Figure 5.

Contribution of thalamocortical and intracortical excitatory inputs to spike latency tuning. A, Excitatory responses to 70dB tones of various frequencies before and after cortical silencing in an example neuron. Gray curve depicts the tuning curve of synaptic strength. Scale: 100pA, 100ms. B, Smoothed tuning curves of thalamocortical input latency (blue), spike latency derived from the thalamocortical input alone (black) and that from the total excitatory input (red), within the estimated spiking frequency range. C, Average dynamic range of input latency, of spike latency based on the thalamocortical input only and that based on the total excitatory input. Bar = SD. **, p < 0.001, paired t-test, n = 10. D, Average tuning curves of integration time derived from the total excitatory input (red) and from the thalamocortical input only (black). Whisker = SE. * p<0.01, paired t-test, n = 10. E, Schematic drawing shows that input from other cortical excitatory neurons (represented by the smaller triangle) is eliminated after cortical silencing.

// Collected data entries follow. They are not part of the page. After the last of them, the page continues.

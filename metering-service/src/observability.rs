use tracing_subscriber::EnvFilter;

const DEFAULT_DIRECTIVES: &str = "metering_service=info,metering_core=info";

/// Install the global `tracing` subscriber. `RUST_LOG` overrides the defaults.
pub fn init_tracing() {
    let filter = EnvFilter::try_from_default_env()
        .unwrap_or_else(|_| EnvFilter::new(DEFAULT_DIRECTIVES));

    tracing_subscriber::fmt()
        .with_env_filter(filter)
        .with_target(false)
        .init();
}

Middle, average excitatory responses to BF tones before (black) and after (gray) cortical silencing in four example cells. Blue arrow points to the “kink” in the response trace before cortical silencing, which indicates the arrival of a fast intracortical excitatory input. Right, latency of the first spike and of the second excitatory component relative to the onset of excitation. Bar = SD. * p<0.01, paired t-test, n = 10. F, Left, raster plot of spike time in response to repeated 70dB BF tones (20 trials) for two example cells. Right, distribution of jitters of first spike latency for neurons tested. G, Distribution of first spike latencies within the 93 neurons recorded in the middle layers with cell-attached recordings.